[Opening Data for processing section]

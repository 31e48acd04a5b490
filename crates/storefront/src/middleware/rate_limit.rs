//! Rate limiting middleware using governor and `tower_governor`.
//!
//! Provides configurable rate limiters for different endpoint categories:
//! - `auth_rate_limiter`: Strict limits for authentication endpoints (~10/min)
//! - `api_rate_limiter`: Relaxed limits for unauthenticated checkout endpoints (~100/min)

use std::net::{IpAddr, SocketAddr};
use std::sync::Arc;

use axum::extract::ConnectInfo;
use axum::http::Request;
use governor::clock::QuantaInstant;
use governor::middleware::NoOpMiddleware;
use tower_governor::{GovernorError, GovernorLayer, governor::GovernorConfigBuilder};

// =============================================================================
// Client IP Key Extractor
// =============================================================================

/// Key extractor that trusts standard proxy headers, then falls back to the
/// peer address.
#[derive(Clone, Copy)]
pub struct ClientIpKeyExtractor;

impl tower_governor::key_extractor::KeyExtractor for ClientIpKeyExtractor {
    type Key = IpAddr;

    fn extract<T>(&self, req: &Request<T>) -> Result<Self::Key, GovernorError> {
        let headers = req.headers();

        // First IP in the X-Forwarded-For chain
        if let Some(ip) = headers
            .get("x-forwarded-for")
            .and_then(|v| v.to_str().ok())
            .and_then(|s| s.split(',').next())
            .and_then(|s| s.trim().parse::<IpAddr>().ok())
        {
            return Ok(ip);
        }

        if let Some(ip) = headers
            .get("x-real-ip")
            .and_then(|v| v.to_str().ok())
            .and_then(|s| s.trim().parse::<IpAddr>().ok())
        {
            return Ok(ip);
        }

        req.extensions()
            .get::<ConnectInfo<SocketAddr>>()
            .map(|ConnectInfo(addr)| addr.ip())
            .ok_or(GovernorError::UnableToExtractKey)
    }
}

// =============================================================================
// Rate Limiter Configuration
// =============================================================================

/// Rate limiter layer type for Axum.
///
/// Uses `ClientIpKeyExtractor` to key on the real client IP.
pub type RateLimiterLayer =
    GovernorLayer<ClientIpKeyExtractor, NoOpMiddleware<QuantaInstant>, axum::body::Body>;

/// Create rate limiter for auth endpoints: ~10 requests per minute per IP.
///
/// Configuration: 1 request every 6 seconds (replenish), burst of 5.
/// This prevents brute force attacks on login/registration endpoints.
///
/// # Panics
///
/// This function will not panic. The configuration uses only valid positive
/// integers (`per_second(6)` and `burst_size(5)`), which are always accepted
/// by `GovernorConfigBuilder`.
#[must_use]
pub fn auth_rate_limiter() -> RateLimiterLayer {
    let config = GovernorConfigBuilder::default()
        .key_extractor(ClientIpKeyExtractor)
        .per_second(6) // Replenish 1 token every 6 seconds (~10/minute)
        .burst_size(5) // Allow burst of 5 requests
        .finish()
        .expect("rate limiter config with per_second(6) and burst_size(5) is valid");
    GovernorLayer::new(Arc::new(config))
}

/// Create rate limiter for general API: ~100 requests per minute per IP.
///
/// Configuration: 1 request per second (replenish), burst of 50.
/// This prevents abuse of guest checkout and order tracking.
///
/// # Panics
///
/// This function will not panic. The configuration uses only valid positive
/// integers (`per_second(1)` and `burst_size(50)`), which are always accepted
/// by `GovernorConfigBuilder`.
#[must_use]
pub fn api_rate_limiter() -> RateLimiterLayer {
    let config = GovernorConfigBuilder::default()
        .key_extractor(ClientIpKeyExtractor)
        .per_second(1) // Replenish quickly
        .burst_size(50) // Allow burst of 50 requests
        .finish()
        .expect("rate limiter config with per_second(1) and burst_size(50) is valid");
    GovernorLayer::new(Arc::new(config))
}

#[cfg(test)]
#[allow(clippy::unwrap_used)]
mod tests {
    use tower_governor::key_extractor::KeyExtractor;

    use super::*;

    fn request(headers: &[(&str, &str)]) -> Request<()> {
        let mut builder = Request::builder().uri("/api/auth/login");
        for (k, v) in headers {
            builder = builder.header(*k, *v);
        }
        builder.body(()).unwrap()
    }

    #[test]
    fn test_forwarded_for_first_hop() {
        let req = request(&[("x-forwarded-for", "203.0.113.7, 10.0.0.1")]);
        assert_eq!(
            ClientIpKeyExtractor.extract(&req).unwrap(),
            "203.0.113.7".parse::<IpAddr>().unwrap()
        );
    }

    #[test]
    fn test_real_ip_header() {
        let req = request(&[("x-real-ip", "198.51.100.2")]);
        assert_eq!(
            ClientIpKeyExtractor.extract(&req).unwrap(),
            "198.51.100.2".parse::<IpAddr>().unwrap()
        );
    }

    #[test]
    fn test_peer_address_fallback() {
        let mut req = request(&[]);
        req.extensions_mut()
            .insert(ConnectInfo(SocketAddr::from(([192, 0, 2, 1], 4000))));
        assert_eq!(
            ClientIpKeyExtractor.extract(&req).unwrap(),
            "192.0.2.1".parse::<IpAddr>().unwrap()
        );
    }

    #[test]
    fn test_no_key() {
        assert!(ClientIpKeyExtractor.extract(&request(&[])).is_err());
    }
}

[Closing Data for processing section]
[Opening Data for processing section]

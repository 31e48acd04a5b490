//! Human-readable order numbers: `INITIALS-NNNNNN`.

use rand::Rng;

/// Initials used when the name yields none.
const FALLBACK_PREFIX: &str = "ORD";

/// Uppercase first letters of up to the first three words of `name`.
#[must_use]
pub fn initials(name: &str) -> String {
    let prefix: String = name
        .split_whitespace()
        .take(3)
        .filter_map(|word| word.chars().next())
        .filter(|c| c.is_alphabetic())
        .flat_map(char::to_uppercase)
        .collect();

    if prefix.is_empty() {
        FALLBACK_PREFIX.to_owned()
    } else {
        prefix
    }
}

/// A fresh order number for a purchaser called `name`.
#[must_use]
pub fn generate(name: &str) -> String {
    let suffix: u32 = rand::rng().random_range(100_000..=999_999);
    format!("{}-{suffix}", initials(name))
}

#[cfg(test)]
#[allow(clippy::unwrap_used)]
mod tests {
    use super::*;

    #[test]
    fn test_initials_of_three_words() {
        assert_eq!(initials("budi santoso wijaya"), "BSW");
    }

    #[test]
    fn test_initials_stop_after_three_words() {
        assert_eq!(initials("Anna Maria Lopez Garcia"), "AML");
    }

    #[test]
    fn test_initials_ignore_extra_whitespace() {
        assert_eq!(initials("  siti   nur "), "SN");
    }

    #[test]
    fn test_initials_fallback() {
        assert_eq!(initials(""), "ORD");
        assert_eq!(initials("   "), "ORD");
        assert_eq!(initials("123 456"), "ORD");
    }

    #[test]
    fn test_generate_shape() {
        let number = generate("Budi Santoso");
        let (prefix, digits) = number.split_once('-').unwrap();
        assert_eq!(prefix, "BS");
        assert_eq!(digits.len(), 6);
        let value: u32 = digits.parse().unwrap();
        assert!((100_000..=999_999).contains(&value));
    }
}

[Closing Data for processing section]

Wherever the string "expect" occurs in the entries, copy that whole line.

(Answer to this exercise):
        .expect("rate limiter config with per_second(6) and burst_size(5) is valid");
        .expect("rate limiter config with per_second(1) and burst_size(50) is valid");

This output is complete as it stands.